Brandona Sandersona znają wszyscy, “Droga królów” to już bestseller i każdy fan fantastyki mówi o Archiwum burzowego świata. “Legion” to opowieść o Stephenie, mężczyźnie, który potrafi w kilka godzin opanować dowolną umiejętność, ale jego umysł płaci za to nietypową cenę. Tytułowy legion to właśnie rozmaite strony jego osobowości, każda dysponująca daną umiejętnością. A w mózgu Stephena zaczyna robić się ciasno… Teraz powieść dostępna jest w pakiecie z nowelą “Stan idealny” gratis.
A na deser, przewrotnie – „Chłopcy” Jakuba Ćwieka.
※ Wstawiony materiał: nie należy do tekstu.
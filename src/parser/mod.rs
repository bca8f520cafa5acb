//! Message decoding: header normalization, MIME tree handling, and the decoder.

pub mod decoder;
pub mod eml;
pub mod header;
pub mod mime;
//! Cooperative stop signal shared between the host and the poll loop.

use std::sync::{Arc, Condvar, Mutex, PoisonError};
use std::time::{Duration, Instant};

/// A cloneable stop request.
///
/// The loop checks [`is_stopped`](Self::is_stopped) between protocol calls
/// and sleeps with [`wait_timeout`](Self::wait_timeout), which returns early
/// once [`stop`](Self::stop) is called from any clone.
#[derive(Debug, Clone, Default)]
pub struct StopSignal {
    inner: Arc<(Mutex<bool>, Condvar)>,
}

impl StopSignal {
    pub fn new() -> Self {
        Self::default()
    }

    /// Request shutdown and wake any waiter.
    pub fn stop(&self) {
        let (lock, cvar) = &*self.inner;
        *lock.lock().unwrap_or_else(PoisonError::into_inner) = true;
        cvar.notify_all();
    }

    pub fn is_stopped(&self) -> bool {
        *self.inner.0.lock().unwrap_or_else(PoisonError::into_inner)
    }

    /// Sleep for up to `timeout`. Returns `true` if a stop was requested
    /// before or during the wait.
    pub fn wait_timeout(&self, timeout: Duration) -> bool {
        let (lock, cvar) = &*self.inner;
        let deadline = Instant::now() + timeout;
        let mut stopped = lock.lock().unwrap_or_else(PoisonError::into_inner);
        while !*stopped {
            let now = Instant::now();
            if now >= deadline {
                break;
            }
            // loop guards against spurious wakeups
            stopped = cvar
                .wait_timeout(stopped, deadline - now)
                .unwrap_or_else(PoisonError::into_inner)
                .0;
        }
        *stopped
    }
}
Wbrew tytułowi pisarz stworzył jedną z najsilniejszych postaci kobiecych w polskiej fantastyce. Po pokonaniu kapitana Haka Nibylandia nie była już tym samym miejscem. Aby bronić Zagubionych Chłopców przed Piotrusiem Panem, wróżka Dzwoneczek zabrała ich do współczesnej Polski. Oni podrośli, ale nie dojrzali, a ona stanęła na czele stworzonego wspólnie, nietypowego gangu motocyklowego. Mimo ostrych konturów i dawki wulgarności – Dzwoneczek pokazuje m.in., do czego zdolna jest matka dla swoich dzieci i jak daleko posunie się w ich obronie. Choćby dlatego warto przeczytać ten cykl.
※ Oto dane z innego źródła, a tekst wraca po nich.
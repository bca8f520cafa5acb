//! The poll loop: connect, search unseen, fetch, decode, emit, flag, sleep.
//!
//! The loop is a small state machine driven from one thread:
//!
//! ```text
//! Idle → Connecting → Polling → Processing → Sleeping ─┐
//!            ▲                                         │
//!            └─────────────────────────────────────────┘
//! any state → Stopped
//! ```
//!
//! A healthy session is kept open between cycles, so `Connecting` is skipped
//! while `NOOP` succeeds. Failures never end the loop: connection, mailbox and
//! search errors wait out the interval and retry, per-message errors skip that
//! message. Messages are flagged only after their event was emitted, which
//! gives at-least-once delivery.
//!
//! Stopping is cooperative. The [`StopSignal`] is checked before every
//! network call that starts new work and wakes the inter-cycle sleep. A
//! command already in flight runs until it completes or hits the socket
//! timeout. On stop, the message being handled finishes and flags for the
//! messages already emitted in the current chunk are still sent. No further
//! message is fetched and the session is logged out before [`PollLoop::run`]
//! returns.

pub mod sink;
pub mod stop;

use std::time::Duration;

use tracing::{debug, info, warn};

use crate::error::Result;
use crate::parser::decoder::MailDecoder;
use crate::session::{Connector, SessionManager};

use self::sink::EventSink;
pub use self::stop::StopSignal;

/// Loop settings derived from the mailbox configuration.
#[derive(Debug, Clone, PartialEq, Eq)]
pub struct PollOptions {
    /// Mailbox to select.
    pub mailbox: String,
    /// Time between the end of one cycle and the start of the next.
    pub interval: Duration,
    /// UIDs handled per chunk; flags are stored once per chunk.
    pub batch_size: usize,
    /// Delete and expunge instead of only marking seen.
    pub delete: bool,
    /// Flag messages that failed to decode instead of leaving them unseen.
    pub mark_undecodable: bool,
}

impl Default for PollOptions {
    fn default() -> Self {
        Self {
            mailbox: "INBOX".to_string(),
            interval: Duration::from_secs(300),
            batch_size: 50,
            delete: false,
            mark_undecodable: false,
        }
    }
}

/// Where the loop currently is.
#[derive(Debug, Clone, Copy, PartialEq, Eq)]
pub enum PollState {
    Idle,
    Connecting,
    Polling,
    Processing,
    Sleeping,
    Stopped,
}

/// Counters for one cycle.
#[derive(Debug, Default, Clone, Copy, PartialEq, Eq)]
pub struct CycleReport {
    pub unseen: usize,
    pub emitted: usize,
    pub skipped: usize,
    pub flagged: usize,
    pub flag_failures: usize,
}

/// Counters over the lifetime of a loop.
#[derive(Debug, Default, Clone, Copy, PartialEq, Eq)]
pub struct PollSummary {
    pub cycles: u64,
    pub emitted: u64,
    pub skipped: u64,
    pub flagged: u64,
    pub flag_failures: u64,
    /// Cycles that failed to connect, select or search.
    pub failed_cycles: u64,
}

enum Handled {
    Emitted,
    Undecodable,
    Skipped,
}

/// Polls one mailbox through one session.
pub struct PollLoop<C: Connector, K: EventSink> {
    session: SessionManager<C>,
    decoder: MailDecoder,
    sink: K,
    options: PollOptions,
    stop: StopSignal,
    state: PollState,
    summary: PollSummary,
}

impl<C: Connector, K: EventSink> PollLoop<C, K> {
    pub fn new(
        connector: C,
        decoder: MailDecoder,
        sink: K,
        options: PollOptions,
        stop: StopSignal,
    ) -> Self {
        let session = SessionManager::new(connector, options.batch_size);
        Self {
            session,
            decoder,
            sink,
            options,
            stop,
            state: PollState::Idle,
            summary: PollSummary::default(),
        }
    }

    pub fn state(&self) -> PollState {
        self.state
    }

    pub fn sink(&self) -> &K {
        &self.sink
    }

    pub fn summary(&self) -> PollSummary {
        self.summary
    }

    /// Poll until the stop signal is raised, then disconnect.
    pub fn run(&mut self) -> PollSummary {
        info!(
            mailbox = %self.options.mailbox,
            interval_secs = self.options.interval.as_secs(),
            "Polling started"
        );

        while !self.stop.is_stopped() {
            match self.poll_once() {
                Ok(report) => info!(
                    unseen = report.unseen,
                    emitted = report.emitted,
                    skipped = report.skipped,
                    flag_failures = report.flag_failures,
                    "Poll cycle complete"
                ),
                Err(e) => warn!(error = %e, "Poll cycle failed, retrying after interval"),
            }

            if self.stop.is_stopped() {
                break;
            }
            self.transition(PollState::Sleeping);
            if self.stop.wait_timeout(self.options.interval) {
                break;
            }
        }

        self.session.disconnect();
        self.transition(PollState::Stopped);
        info!(
            cycles = self.summary.cycles,
            emitted = self.summary.emitted,
            "Polling stopped"
        );
        self.summary
    }

    /// Run a single cycle without sleeping afterwards.
    ///
    /// Errors are connection, mailbox or search failures; the session is
    /// dropped so the next cycle reconnects.
    pub fn poll_once(&mut self) -> Result<CycleReport> {
        self.summary.cycles += 1;

        if let Err(e) = self.ensure_session() {
            self.summary.failed_cycles += 1;
            return Err(e);
        }
        if self.stop.is_stopped() {
            return Ok(CycleReport::default());
        }

        self.transition(PollState::Polling);
        let uids = match self.session.search_unseen() {
            Ok(uids) => uids,
            Err(e) => {
                self.session.disconnect();
                self.summary.failed_cycles += 1;
                return Err(e);
            }
        };
        debug!(count = uids.len(), "Unseen messages");

        self.transition(PollState::Processing);
        let report = self.process(&uids);

        self.summary.emitted += report.emitted as u64;
        self.summary.skipped += report.skipped as u64;
        self.summary.flagged += report.flagged as u64;
        self.summary.flag_failures += report.flag_failures as u64;
        Ok(report)
    }

    /// Reuse a live session, or connect and select the mailbox.
    fn ensure_session(&mut self) -> Result<()> {
        if self.session.is_alive() {
            return Ok(());
        }

        self.transition(PollState::Connecting);
        let result = self
            .session
            .connect_and_authenticate()
            .and_then(|()| self.session.select_mailbox(&self.options.mailbox));
        if let Err(e) = result {
            self.session.disconnect();
            return Err(e);
        }
        info!(mailbox = %self.options.mailbox, "Connected and mailbox selected");
        Ok(())
    }

    fn process(&mut self, uids: &[u32]) -> CycleReport {
        let mut report = CycleReport {
            unseen: uids.len(),
            ..CycleReport::default()
        };

        for chunk in uids.chunks(self.options.batch_size.max(1)) {
            let mut processed = Vec::with_capacity(chunk.len());

            for &uid in chunk {
                if self.stop.is_stopped() {
                    debug!(uid, "Stop requested, not fetching further messages");
                    break;
                }
                match self.handle_message(uid) {
                    Handled::Emitted => {
                        report.emitted += 1;
                        processed.push(uid);
                    }
                    Handled::Undecodable => {
                        report.skipped += 1;
                        if self.options.mark_undecodable {
                            processed.push(uid);
                        }
                    }
                    Handled::Skipped => report.skipped += 1,
                }
            }

            let marked = self.session.mark_processed(&processed, self.options.delete);
            for failure in &marked.failures {
                warn!(error = %failure, "Flag update failed, messages stay unseen");
            }
            report.flagged += marked.flagged.len();
            report.flag_failures += marked.failures.len();

            if self.stop.is_stopped() {
                break;
            }
        }

        report
    }

    fn handle_message(&mut self, uid: u32) -> Handled {
        let raw = match self.session.fetch(uid) {
            Ok(raw) => raw,
            Err(e) => {
                warn!(uid, error = %e, "Skipping message, it stays unseen");
                return Handled::Skipped;
            }
        };

        let event = match self.decoder.decode(&raw) {
            Ok(event) => event,
            Err(e) => {
                warn!(uid, error = %e, "Could not decode message");
                return Handled::Undecodable;
            }
        };

        match self.sink.emit(event) {
            Ok(()) => {
                debug!(uid, "Emitted event");
                Handled::Emitted
            }
            Err(e) => {
                warn!(uid, error = %e, "Skipping message, it stays unseen");
                Handled::Skipped
            }
        }
    }

    fn transition(&mut self, next: PollState) {
        if self.state != next {
            debug!(from = ?self.state, to = ?next, "Poll state change");
            self.state = next;
        }
    }
}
Oczywiście lista ta mogłaby być o wiele dłuższa. Zamiast Dzwoneczka mógłbym wymienić Nikitę – bohaterkę „Dziewczyny z Dzielnicy Cudów”, nową protagonistkę Anety Jadowskiej. Zamiast wspomnieć Carrie Fisher – biografię Michaliny Wisłockiej autorstwa Violetty Ozminkowski „Sztuka kochania gorszycielki”. Spoglądam właśnie na okładkę „Rybaka znad Morza Wewnętrznego” Ursuli K. LeGuin, tuż obok „Lawinia” tej samej autorki. Jest w czym wybierać. Po co więc wybierać się do kwiaciarni? Kwiaty umierają szybko, książki trwają wiecznie, a kto je czyta, ma nieskończenie wiele żyć.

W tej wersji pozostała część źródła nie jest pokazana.